Born in modern day Ukraine in the Russian Empire, Korolev evaded death in the late 1930s working at the infamous Kolyma labor camp. After his release, he quickly gained recognition as a rocket scientist and became a key figure in developing the Soviet ICBM program. He designed the first such ICBM, the R-7 Semyorka and later directed the Soviet space program, overseeing it officially from 1955 until his retirement in 1979. He oversaw the early successes of the Sputnik and Vostok programs as well as the short-lived Voshod program. After U.S. president John F. Kennedy challenged the nation to land a man on the moon by the year 1970, Soviet leader Nikita Khruschev would quickly assign the space program to start on their own moon program with the N-1-L3, the most powerful rocket at the time, by early 1963.
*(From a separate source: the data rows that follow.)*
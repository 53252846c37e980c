use std::collections::BTreeSet;
use std::fmt;

use chrono::NaiveDate;
use serde::{Deserialize, Serialize};

use super::error::{Error, Result};

/// Column names the dashboard relies on.
pub const ORDER_DATE: &str = "OrderDate";
pub const PRODUCT: &str = "Product";
pub const CATEGORY: &str = "Category";
pub const QUANTITY: &str = "Quantity";
pub const UNIT_PRICE: &str = "UnitPrice";
pub const TOTAL_PRICE: &str = "TotalPrice";

/// Every loaded dataset must carry these columns; anything else is kept as-is.
pub const REQUIRED_COLUMNS: [&str; 6] =
    [ORDER_DATE, PRODUCT, CATEGORY, QUANTITY, UNIT_PRICE, TOTAL_PRICE];

// ---------------------------------------------------------------------------
// CellValue – a single cell of the table
// ---------------------------------------------------------------------------

/// A dynamically-typed cell value mirroring common dataframe dtypes.
/// Used as a `BTreeMap` / `BTreeSet` key downstream, so it must be `Ord`.
#[derive(Debug, Clone, PartialEq, Serialize)]
#[serde(untagged)]
pub enum CellValue {
    Null,
    Integer(i64),
    Float(f64),
    Text(String),
    Date(NaiveDate),
}

// -- Manual Eq/Ord so we can put CellValue in BTreeSet --

impl Eq for CellValue {}

impl PartialOrd for CellValue {
    fn partial_cmp(&self, other: &Self) -> Option<std::cmp::Ordering> {
        Some(self.cmp(other))
    }
}

impl Ord for CellValue {
    fn cmp(&self, other: &Self) -> std::cmp::Ordering {
        use CellValue::*;
        fn discriminant(v: &CellValue) -> u8 {
            match v {
                Null => 0,
                Integer(_) => 1,
                Float(_) => 2,
                Text(_) => 3,
                Date(_) => 4,
            }
        }
        match (self, other) {
            (Null, Null) => std::cmp::Ordering::Equal,
            (Integer(a), Integer(b)) => a.cmp(b),
            (Float(a), Float(b)) => a.total_cmp(b),
            (Text(a), Text(b)) => a.cmp(b),
            (Date(a), Date(b)) => a.cmp(b),
            _ => discriminant(self).cmp(&discriminant(other)),
        }
    }
}

impl fmt::Display for CellValue {
    fn fmt(&self, f: &mut fmt::Formatter<'_>) -> fmt::Result {
        match self {
            CellValue::Integer(i) => write!(f, "{i}"),
            CellValue::Float(v) => write!(f, "{v:.2}"),
            CellValue::Text(s) => write!(f, "{s}"),
            CellValue::Date(d) => write!(f, "{}", d.format("%Y-%m-%d")),
            CellValue::Null => write!(f, "<null>"),
        }
    }
}

impl CellValue {
    /// Interpret the value as an `f64` for numeric aggregation.
    pub fn as_f64(&self) -> Option<f64> {
        match self {
            CellValue::Float(v) => Some(*v),
            CellValue::Integer(i) => Some(*i as f64),
            _ => None,
        }
    }

    pub fn as_date(&self) -> Option<NaiveDate> {
        match self {
            CellValue::Date(d) => Some(*d),
            _ => None,
        }
    }

    pub fn is_null(&self) -> bool {
        matches!(self, CellValue::Null)
    }
}

// Selections coming from configuration are plain JSON scalars.
impl<'de> Deserialize<'de> for CellValue {
    fn deserialize<D: serde::Deserializer<'de>>(
        deserializer: D,
    ) -> std::result::Result<Self, D::Error> {
        let raw = serde_json::Value::deserialize(deserializer)?;
        Ok(match raw {
            serde_json::Value::Null => CellValue::Null,
            serde_json::Value::Number(n) => match n.as_i64() {
                Some(i) => CellValue::Integer(i),
                None => CellValue::Float(n.as_f64().unwrap_or(f64::NAN)),
            },
            serde_json::Value::String(s) => CellValue::Text(s),
            other => CellValue::Text(other.to_string()),
        })
    }
}

impl From<&str> for CellValue {
    fn from(s: &str) -> Self {
        CellValue::Text(s.to_string())
    }
}

impl From<i64> for CellValue {
    fn from(i: i64) -> Self {
        CellValue::Integer(i)
    }
}

impl From<f64> for CellValue {
    fn from(v: f64) -> Self {
        CellValue::Float(v)
    }
}

impl From<NaiveDate> for CellValue {
    fn from(d: NaiveDate) -> Self {
        CellValue::Date(d)
    }
}

// ---------------------------------------------------------------------------
// Schema
// ---------------------------------------------------------------------------

/// Storage type of a column, inferred once at load time.
#[derive(Debug, Clone, Copy, PartialEq, Eq, Serialize)]
pub enum ColumnKind {
    Integer,
    Float,
    Text,
    Date,
}

impl ColumnKind {
    pub fn is_numeric(self) -> bool {
        matches!(self, ColumnKind::Integer | ColumnKind::Float)
    }

    pub fn is_categorical(self) -> bool {
        self == ColumnKind::Text
    }
}

#[derive(Debug, Clone, PartialEq, Eq)]
pub struct Column {
    pub name: String,
    pub kind: ColumnKind,
}

impl Column {
    pub fn new(name: impl Into<String>, kind: ColumnKind) -> Self {
        Self {
            name: name.into(),
            kind,
        }
    }
}

static NULL: CellValue = CellValue::Null;

// ---------------------------------------------------------------------------
// Record – one row of the table
// ---------------------------------------------------------------------------

/// A single row. Values are positionally aligned with [`Dataset::columns`].
#[derive(Debug, Clone, PartialEq)]
pub struct Record {
    pub values: Vec<CellValue>,
}

impl Record {
    pub fn new(values: Vec<CellValue>) -> Self {
        Self { values }
    }

    pub fn get(&self, index: usize) -> &CellValue {
        self.values.get(index).unwrap_or(&NULL)
    }
}

// ---------------------------------------------------------------------------
// DateRange
// ---------------------------------------------------------------------------

/// An inclusive range of calendar dates with `start <= end`.
#[derive(Debug, Clone, Copy, PartialEq, Eq, Serialize)]
pub struct DateRange {
    start: NaiveDate,
    end: NaiveDate,
}

impl<'de> Deserialize<'de> for DateRange {
    fn deserialize<D: serde::Deserializer<'de>>(
        deserializer: D,
    ) -> std::result::Result<Self, D::Error> {
        #[derive(Deserialize)]
        struct Raw {
            start: NaiveDate,
            end: NaiveDate,
        }
        let raw = Raw::deserialize(deserializer)?;
        DateRange::new(raw.start, raw.end).map_err(serde::de::Error::custom)
    }
}

impl DateRange {
    pub fn new(start: NaiveDate, end: NaiveDate) -> Result<Self> {
        if start > end {
            return Err(Error::InvalidDateRange { start, end });
        }
        Ok(Self { start, end })
    }

    pub fn start(&self) -> NaiveDate {
        self.start
    }

    pub fn end(&self) -> NaiveDate {
        self.end
    }

    pub fn contains(&self, date: NaiveDate) -> bool {
        self.start <= date && date <= self.end
    }

    /// Clamp both ends into `bounds`. A range lying entirely outside the
    /// bounds collapses onto the nearest bound.
    pub fn clamp_to(&self, bounds: &DateRange) -> DateRange {
        let start = self.start.clamp(bounds.start, bounds.end);
        let end = self.end.clamp(bounds.start, bounds.end);
        DateRange { start, end }
    }
}

impl fmt::Display for DateRange {
    fn fmt(&self, f: &mut fmt::Formatter<'_>) -> fmt::Result {
        write!(
            f,
            "{} - {}",
            self.start.format("%Y-%m-%d"),
            self.end.format("%Y-%m-%d")
        )
    }
}

// ---------------------------------------------------------------------------
// Dataset – the complete loaded table, or a filtered view of it
// ---------------------------------------------------------------------------

/// An ordered sequence of records sharing a fixed schema.
///
/// Filtering never mutates a dataset; it produces a new one with the same
/// columns and a subsequence of the rows.
#[derive(Debug, Clone, PartialEq)]
pub struct Dataset {
    columns: Vec<Column>,
    records: Vec<Record>,
}

impl Dataset {
    pub fn new(columns: Vec<Column>, records: Vec<Record>) -> Self {
        Dataset { columns, records }
    }

    pub fn columns(&self) -> &[Column] {
        &self.columns
    }

    pub fn column_names(&self) -> impl Iterator<Item = &str> {
        self.columns.iter().map(|c| c.name.as_str())
    }

    pub fn records(&self) -> &[Record] {
        &self.records
    }

    /// Number of rows.
    pub fn len(&self) -> usize {
        self.records.len()
    }

    /// Whether the dataset has no rows.
    pub fn is_empty(&self) -> bool {
        self.records.is_empty()
    }

    pub fn column_index(&self, name: &str) -> Result<usize> {
        self.columns
            .iter()
            .position(|c| c.name == name)
            .ok_or_else(|| Error::UnknownColumn(name.to_string()))
    }

    pub fn column(&self, name: &str) -> Result<&Column> {
        let idx = self.column_index(name)?;
        Ok(&self.columns[idx])
    }

    /// Index of `name`, failing unless the column is numeric.
    pub fn numeric_column_index(&self, name: &str) -> Result<usize> {
        let idx = self.column_index(name)?;
        if !self.columns[idx].kind.is_numeric() {
            return Err(Error::NotNumeric(name.to_string()));
        }
        Ok(idx)
    }

    /// All values of one column, in row order.
    pub fn values<'a>(&'a self, name: &str) -> Result<impl Iterator<Item = &'a CellValue> + 'a> {
        let idx = self.column_index(name)?;
        Ok(self.records.iter().map(move |r| r.get(idx)))
    }

    /// Sorted set of distinct values in a column (including `Null` if present).
    pub fn unique_values(&self, name: &str) -> Result<BTreeSet<CellValue>> {
        Ok(self.values(name)?.cloned().collect())
    }

    /// Smallest and largest non-null value of a numeric column.
    pub fn numeric_bounds(&self, name: &str) -> Result<Option<(f64, f64)>> {
        let idx = self.numeric_column_index(name)?;
        Ok(self
            .records
            .iter()
            .filter_map(|r| r.get(idx).as_f64())
            .fold(None, |acc, v| match acc {
                None => Some((v, v)),
                Some((lo, hi)) => Some((lo.min(v), hi.max(v))),
            }))
    }

    /// Earliest and latest `OrderDate`, ignoring rows whose date is null.
    pub fn date_bounds(&self) -> Result<DateRange> {
        let idx = self.column_index(ORDER_DATE)?;
        let mut dates = self.records.iter().filter_map(|r| r.get(idx).as_date());
        let first = dates
            .next()
            .ok_or_else(|| Error::NoDates(ORDER_DATE.to_string()))?;
        let (start, end) = dates.fold((first, first), |(lo, hi), d| (lo.min(d), hi.max(d)));
        DateRange::new(start, end)
    }

    /// Text columns, the candidates for grouping and category axes.
    pub fn categorical_columns(&self) -> Vec<&str> {
        self.columns
            .iter()
            .filter(|c| c.kind.is_categorical())
            .map(|c| c.name.as_str())
            .collect()
    }

    /// Integer and float columns, the candidates for value axes.
    pub fn numeric_columns(&self) -> Vec<&str> {
        self.columns
            .iter()
            .filter(|c| c.kind.is_numeric())
            .map(|c| c.name.as_str())
            .collect()
    }

    /// A new dataset with the same schema holding the rows for which `keep`
    /// returns true, in their original order.
    pub fn retain_rows<F>(&self, mut keep: F) -> Dataset
    where
        F: FnMut(&Record) -> bool,
    {
        Dataset {
            columns: self.columns.clone(),
            records: self.records.iter().filter(|r| keep(r)).cloned().collect(),
        }
    }
}

#[cfg(test)]
mod test {
    use super::*;

    fn date(y: i32, m: u32, d: u32) -> NaiveDate {
        NaiveDate::from_ymd_opt(y, m, d).unwrap()
    }

    fn sample() -> Dataset {
        Dataset::new(
            vec![
                Column::new(ORDER_DATE, ColumnKind::Date),
                Column::new(PRODUCT, ColumnKind::Text),
                Column::new(QUANTITY, ColumnKind::Integer),
            ],
            vec![
                Record::new(vec![date(2024, 3, 1).into(), "Widget".into(), 4i64.into()]),
                Record::new(vec![CellValue::Null, "Gadget".into(), 7i64.into()]),
                Record::new(vec![date(2024, 1, 15).into(), "Widget".into(), CellValue::Null]),
            ],
        )
    }

    #[test]
    fn cell_values_order_by_kind_then_value() {
        let mut values = vec![
            CellValue::from("b"),
            CellValue::from(2.5),
            CellValue::Null,
            CellValue::from(3i64),
            CellValue::from("a"),
            CellValue::from(1i64),
        ];
        values.sort();
        assert_eq!(
            values,
            vec![
                CellValue::Null,
                CellValue::from(1i64),
                CellValue::from(3i64),
                CellValue::from(2.5),
                CellValue::from("a"),
                CellValue::from("b"),
            ]
        );
    }

    #[test]
    fn date_range_rejects_inverted_bounds() {
        let err = DateRange::new(date(2024, 2, 1), date(2024, 1, 1)).unwrap_err();
        assert!(matches!(err, Error::InvalidDateRange { .. }));
        assert!(DateRange::new(date(2024, 1, 1), date(2024, 1, 1)).is_ok());
    }

    #[test]
    fn date_range_deserialize_checks_order() {
        let ok: DateRange = serde_json::from_str(r#"{"start":"2024-01-01","end":"2024-01-31"}"#).unwrap();
        assert_eq!(ok.end(), date(2024, 1, 31));
        assert!(serde_json::from_str::<DateRange>(r#"{"start":"2024-02-01","end":"2024-01-31"}"#).is_err());
    }

    #[test]
    fn date_range_clamps_into_bounds() {
        let bounds = DateRange::new(date(2024, 1, 1), date(2024, 12, 31)).unwrap();
        let wide = DateRange::new(date(2023, 6, 1), date(2025, 6, 1)).unwrap();
        assert_eq!(wide.clamp_to(&bounds), bounds);

        let outside = DateRange::new(date(2025, 1, 1), date(2025, 2, 1)).unwrap();
        let clamped = outside.clamp_to(&bounds);
        assert_eq!(clamped.start(), date(2024, 12, 31));
        assert_eq!(clamped.end(), date(2024, 12, 31));
    }

    #[test]
    fn date_bounds_skip_null_dates() {
        let bounds = sample().date_bounds().unwrap();
        assert_eq!(bounds.start(), date(2024, 1, 15));
        assert_eq!(bounds.end(), date(2024, 3, 1));
    }

    #[test]
    fn column_lookup_and_kinds() {
        let ds = sample();
        assert_eq!(ds.categorical_columns(), vec![PRODUCT]);
        assert_eq!(ds.numeric_columns(), vec![QUANTITY]);
        assert!(matches!(ds.column_index("Nope"), Err(Error::UnknownColumn(_))));
        assert!(matches!(ds.numeric_column_index(PRODUCT), Err(Error::NotNumeric(_))));
        assert_eq!(ds.numeric_bounds(QUANTITY).unwrap(), Some((4.0, 7.0)));
        assert_eq!(ds.unique_values(PRODUCT).unwrap().len(), 2);
    }
}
Korolev faced conflict with other engineers in the program for the 1960s, only conceding in some aspects such as his desire of an all-up test of the vehicle, instead going with an incramental test of each rocket stage after an incident involving a dynamic test vehicle in early 1966. In August 1969, two weeks after the launch of Apollo 8, the first Soviet manned landing on the moon, Zvezda 5 would launch. Alexei Leonov became the third man to walk on the moon and the first Soviet to do so. After the Zvezda proxu,rgram ended in 1975, Korolev stayed on has chief designer, reccomending a mission to Mars that was developed only after his death. He served until his retirement from failing health in 1979. He died in 1985 at the age of 78. His name was put out to the Soviet public and outside world for the first time after his death.
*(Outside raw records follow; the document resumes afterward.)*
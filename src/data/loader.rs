use std::fs::File;
use std::io::Read;
use std::path::Path;

use chrono::{DateTime, NaiveDate, NaiveDateTime};
use serde::{Deserialize, Serialize};

use super::error::{Error, Result};
use super::model::{CellValue, Column, ColumnKind, Dataset, Record, ORDER_DATE, REQUIRED_COLUMNS};

/// What to do with an `OrderDate` cell that is not a recognisable date.
#[derive(Debug, Clone, Copy, Default, PartialEq, Eq, Serialize, Deserialize)]
#[serde(rename_all = "lowercase")]
pub enum DatePolicy {
    /// Replace the value with `Null` and keep the row.
    #[default]
    Coerce,
    /// Fail the whole load with [`Error::InvalidDate`].
    Strict,
}

/// Cell spellings read as a missing value, the same set dataframe readers
/// treat as NA by default. Matched exactly, after trimming.
const NA_TOKENS: [&str; 18] = [
    "#N/A", "#N/A N/A", "#NA", "-1.#IND", "-1.#QNAN", "-NaN", "-nan", "1.#IND", "1.#QNAN",
    "<NA>", "N/A", "NA", "NULL", "NaN", "None", "n/a", "nan", "null",
];

const DATE_FORMATS: [&str; 3] = ["%Y-%m-%d", "%Y/%m/%d", "%m/%d/%Y"];
const DATETIME_FORMATS: [&str; 2] = ["%Y-%m-%d %H:%M:%S", "%Y-%m-%dT%H:%M:%S"];

// ---------------------------------------------------------------------------
// Public entry-points
// ---------------------------------------------------------------------------

/// Load a sales dataset from a file. Dispatch by extension.
///
/// Only `.csv` is supported; any other extension is rejected before the
/// file is opened, so a bad upload never gets partially processed.
pub fn load_file(path: &Path, policy: DatePolicy) -> Result<Dataset> {
    let ext = path
        .extension()
        .and_then(|e| e.to_str())
        .unwrap_or("")
        .to_ascii_lowercase();

    match ext.as_str() {
        "csv" => {
            let file = File::open(path).map_err(|e| Error::Io(path.to_path_buf(), e))?;
            let dataset = load_reader(file, policy)?;
            log::info!(
                "loaded {} rows x {} columns from {}",
                dataset.len(),
                dataset.columns().len(),
                path.display()
            );
            Ok(dataset)
        }
        other => Err(Error::UnsupportedFileType(format!(".{other}"))),
    }
}

/// Parse CSV text with a header row into a [`Dataset`].
///
/// Column kinds are inferred from the whole column: integers if every
/// non-empty cell is an `i64`, floats if every one is an `f64`, text
/// otherwise. `OrderDate` is always a date column, coerced under `policy`.
pub fn load_reader<R: Read>(source: R, policy: DatePolicy) -> Result<Dataset> {
    let mut reader = csv::ReaderBuilder::new()
        .trim(csv::Trim::All)
        .from_reader(source);
    let headers: Vec<String> = reader.headers()?.iter().map(|h| h.to_string()).collect();

    for required in REQUIRED_COLUMNS {
        if !headers.iter().any(|h| h == required) {
            return Err(Error::MissingColumn(required.to_string()));
        }
    }

    let raw_rows = reader
        .records()
        .collect::<std::result::Result<Vec<csv::StringRecord>, csv::Error>>()?;

    let columns: Vec<Column> = headers
        .iter()
        .enumerate()
        .map(|(idx, name)| {
            let kind = if name == ORDER_DATE {
                ColumnKind::Date
            } else {
                infer_kind(raw_rows.iter().map(|r| r.get(idx).unwrap_or("")))
            };
            Column::new(name.clone(), kind)
        })
        .collect();

    let mut coerced = 0usize;
    let mut records = Vec::with_capacity(raw_rows.len());

    for (row_no, raw) in raw_rows.iter().enumerate() {
        let mut values = Vec::with_capacity(columns.len());
        for (col_idx, column) in columns.iter().enumerate() {
            let text = raw.get(col_idx).unwrap_or("");
            let value = match column.kind {
                ColumnKind::Date => match parse_date(text) {
                    Some(d) => CellValue::Date(d),
                    None if is_missing(text) => CellValue::Null,
                    None => match policy {
                        DatePolicy::Strict => {
                            return Err(Error::InvalidDate {
                                row: row_no + 1,
                                column: column.name.clone(),
                                value: text.to_string(),
                            })
                        }
                        DatePolicy::Coerce => {
                            coerced += 1;
                            CellValue::Null
                        }
                    },
                },
                kind => parse_cell(text, kind),
            };
            values.push(value);
        }
        records.push(Record::new(values));
    }

    if coerced > 0 {
        log::warn!("{coerced} value(s) in column {ORDER_DATE} are not dates and were set to null");
    }

    Ok(Dataset::new(columns, records))
}

// ---------------------------------------------------------------------------
// Cell parsing
// ---------------------------------------------------------------------------

fn is_missing(cell: &str) -> bool {
    cell.is_empty() || NA_TOKENS.contains(&cell)
}

fn infer_kind<'a>(cells: impl Iterator<Item = &'a str>) -> ColumnKind {
    let mut kind = ColumnKind::Integer;
    for cell in cells.filter(|c| !is_missing(c)) {
        if kind == ColumnKind::Integer && cell.parse::<i64>().is_err() {
            kind = ColumnKind::Float;
        }
        if kind == ColumnKind::Float && cell.parse::<f64>().is_err() {
            return ColumnKind::Text;
        }
    }
    // An all-empty column stays numeric, holding only nulls.
    kind
}

/// Missing markers and non-finite floats (`inf`) become `Null`.
fn parse_cell(s: &str, kind: ColumnKind) -> CellValue {
    if is_missing(s) {
        return CellValue::Null;
    }
    match kind {
        ColumnKind::Integer => s.parse().map(CellValue::Integer).unwrap_or(CellValue::Null),
        ColumnKind::Float => match s.parse::<f64>() {
            Ok(v) if v.is_finite() => CellValue::Float(v),
            _ => CellValue::Null,
        },
        ColumnKind::Date => parse_date(s).map(CellValue::Date).unwrap_or(CellValue::Null),
        ColumnKind::Text => CellValue::Text(s.to_string()),
    }
}

/// Parse the date spellings commonly found in exported sales sheets.
/// Any time-of-day part is discarded.
pub fn parse_date(s: &str) -> Option<NaiveDate> {
    DATE_FORMATS
        .iter()
        .find_map(|f| NaiveDate::parse_from_str(s, f).ok())
        .or_else(|| {
            DATETIME_FORMATS
                .iter()
                .find_map(|f| NaiveDateTime::parse_from_str(s, f).ok())
                .map(|dt| dt.date())
        })
        .or_else(|| DateTime::parse_from_rfc3339(s).ok().map(|dt| dt.date_naive()))
}

#[cfg(test)]
mod test {
    use super::*;
    use crate::data::model::{PRODUCT, QUANTITY, TOTAL_PRICE, UNIT_PRICE};

    const HEADER: &str = "OrderDate,Product,Category,Quantity,UnitPrice,TotalPrice,Region\n";

    fn csv(body: &str) -> String {
        format!("{HEADER}{body}")
    }

    fn date(y: i32, m: u32, d: u32) -> NaiveDate {
        NaiveDate::from_ymd_opt(y, m, d).unwrap()
    }

    #[test]
    fn infers_column_kinds() {
        let text = csv(
            "2024-01-01,Widget,Tools,10,2.5,25,North\n\
             2024-01-02,Gadget,Toys,3,4,12,\n",
        );
        let ds = load_reader(text.as_bytes(), DatePolicy::Coerce).unwrap();
        assert_eq!(ds.len(), 2);
        assert_eq!(ds.column(ORDER_DATE).unwrap().kind, ColumnKind::Date);
        assert_eq!(ds.column(PRODUCT).unwrap().kind, ColumnKind::Text);
        assert_eq!(ds.column(QUANTITY).unwrap().kind, ColumnKind::Integer);
        assert_eq!(ds.column(UNIT_PRICE).unwrap().kind, ColumnKind::Float);
        assert_eq!(ds.column(TOTAL_PRICE).unwrap().kind, ColumnKind::Integer);
        assert_eq!(ds.column("Region").unwrap().kind, ColumnKind::Text);

        let regions: Vec<_> = ds.values("Region").unwrap().cloned().collect();
        assert_eq!(regions, vec![CellValue::from("North"), CellValue::Null]);
    }

    #[test]
    fn column_order_is_preserved() {
        let ds = load_reader(csv("").as_bytes(), DatePolicy::Coerce).unwrap();
        let names: Vec<&str> = ds.column_names().collect();
        assert_eq!(
            names,
            vec!["OrderDate", "Product", "Category", "Quantity", "UnitPrice", "TotalPrice", "Region"]
        );
        assert!(ds.is_empty());
    }

    #[test]
    fn coerces_bad_dates_to_null() {
        let text = csv(
            "not-a-date,Widget,Tools,1,1,1,North\n\
             03/15/2024,Gadget,Toys,2,1,2,South\n",
        );
        let ds = load_reader(text.as_bytes(), DatePolicy::Coerce).unwrap();
        let dates: Vec<_> = ds.values(ORDER_DATE).unwrap().cloned().collect();
        assert_eq!(dates, vec![CellValue::Null, CellValue::Date(date(2024, 3, 15))]);
    }

    #[test]
    fn strict_policy_rejects_bad_dates() {
        let text = csv(
            "2024-01-01,Widget,Tools,1,1,1,North\n\
             yesterday,Gadget,Toys,2,1,2,South\n",
        );
        match load_reader(text.as_bytes(), DatePolicy::Strict) {
            Err(Error::InvalidDate { row, value, .. }) => {
                assert_eq!(row, 2);
                assert_eq!(value, "yesterday");
            }
            other => panic!("expected an invalid date error, got {:?}", other),
        }
    }

    #[test]
    fn strict_policy_allows_empty_dates() {
        let text = csv(",Widget,Tools,1,1,1,North\n");
        let ds = load_reader(text.as_bytes(), DatePolicy::Strict).unwrap();
        assert!(ds.records()[0].get(0).is_null());
    }

    #[test]
    fn missing_value_markers_load_as_null() {
        let text = csv(
            "2024-01-01,Widget,Tools,N/A,2.5,10,NA\n\
             NaN,Gadget,Toys,3,inf,NaN,North\n\
             2024-01-03,null,Toys,4,1.5,12,\n",
        );
        let ds = load_reader(text.as_bytes(), DatePolicy::Strict).unwrap();
        assert_eq!(ds.column(QUANTITY).unwrap().kind, ColumnKind::Integer);
        assert_eq!(ds.column(UNIT_PRICE).unwrap().kind, ColumnKind::Float);
        assert_eq!(ds.column(TOTAL_PRICE).unwrap().kind, ColumnKind::Integer);
        assert_eq!(ds.column("Region").unwrap().kind, ColumnKind::Text);

        let quantities: Vec<_> = ds.values(QUANTITY).unwrap().cloned().collect();
        assert_eq!(quantities, vec![CellValue::Null, 3i64.into(), 4i64.into()]);
        let prices: Vec<_> = ds.values(UNIT_PRICE).unwrap().cloned().collect();
        assert_eq!(prices, vec![2.5.into(), CellValue::Null, 1.5.into()]);
        let totals: Vec<_> = ds.values(TOTAL_PRICE).unwrap().cloned().collect();
        assert_eq!(totals, vec![10i64.into(), CellValue::Null, 12i64.into()]);
        assert!(ds.records()[1].get(0).is_null());
        assert!(ds.records()[2].get(1).is_null());
    }

    #[test]
    fn rejects_missing_required_column() {
        let text = "OrderDate,Product,Quantity\n2024-01-01,Widget,3\n";
        match load_reader(text.as_bytes(), DatePolicy::Coerce) {
            Err(Error::MissingColumn(col)) => assert_eq!(col, "Category"),
            other => panic!("expected a missing column error, got {:?}", other),
        }
    }

    #[test]
    fn rejects_ragged_rows() {
        let text = csv("2024-01-01,Widget,Tools,1\n");
        assert!(matches!(
            load_reader(text.as_bytes(), DatePolicy::Coerce),
            Err(Error::Csv(_))
        ));
    }

    #[test]
    fn rejects_non_csv_extensions() {
        for name in ["sales.xlsx", "sales.json", "sales"] {
            assert!(matches!(
                load_file(Path::new(name), DatePolicy::Coerce),
                Err(Error::UnsupportedFileType(_))
            ));
        }
    }

    #[test]
    fn missing_file_is_an_io_error() {
        assert!(matches!(
            load_file(Path::new("/definitely/not/here.csv"), DatePolicy::Coerce),
            Err(Error::Io(_, _))
        ));
    }

    #[test]
    fn parses_common_date_spellings() {
        let expected = Some(date(2024, 2, 29));
        assert_eq!(parse_date("2024-02-29"), expected);
        assert_eq!(parse_date("2024/02/29"), expected);
        assert_eq!(parse_date("02/29/2024"), expected);
        assert_eq!(parse_date("2024-02-29 13:45:00"), expected);
        assert_eq!(parse_date("2024-02-29T13:45:00"), expected);
        assert_eq!(parse_date("2024-02-29T13:45:00+02:00"), expected);
        assert_eq!(parse_date("2023-02-29"), None);
        assert_eq!(parse_date(""), None);
    }
}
The AS-204 fire, more popularly known as the Apollo fire, was an incident that occured on January 19, 1967. Initially meant as the first manned mission of the Apollo Program, launching on February 21, 1967, the Command and Service Module, CSM-012, given the callsign Liberty, had caught fire on Launch Complex-34 during an uncrewed test meant as a "dry-run". The crew, Command Pilot Gus Grissom, Senior Pilot Ed White, and Pilot Roger Chaffee, were training in a simulator away from the capsule when the fire occured. In the pure oxygen atmosphere of the capsule, a fire broke out that burned for several minutes before pad workers were able to open the hatch. The program was put on pause, only launching unmanned flights of the Saturn V, and Lunar Module on the newly renamed Apollos 1, 2, and 3 before the first manned flight, Apollo 4, was launched in October 1968, carrying the backup crew, Wally Schirra, Donn Eisele, and Walter Cunningham.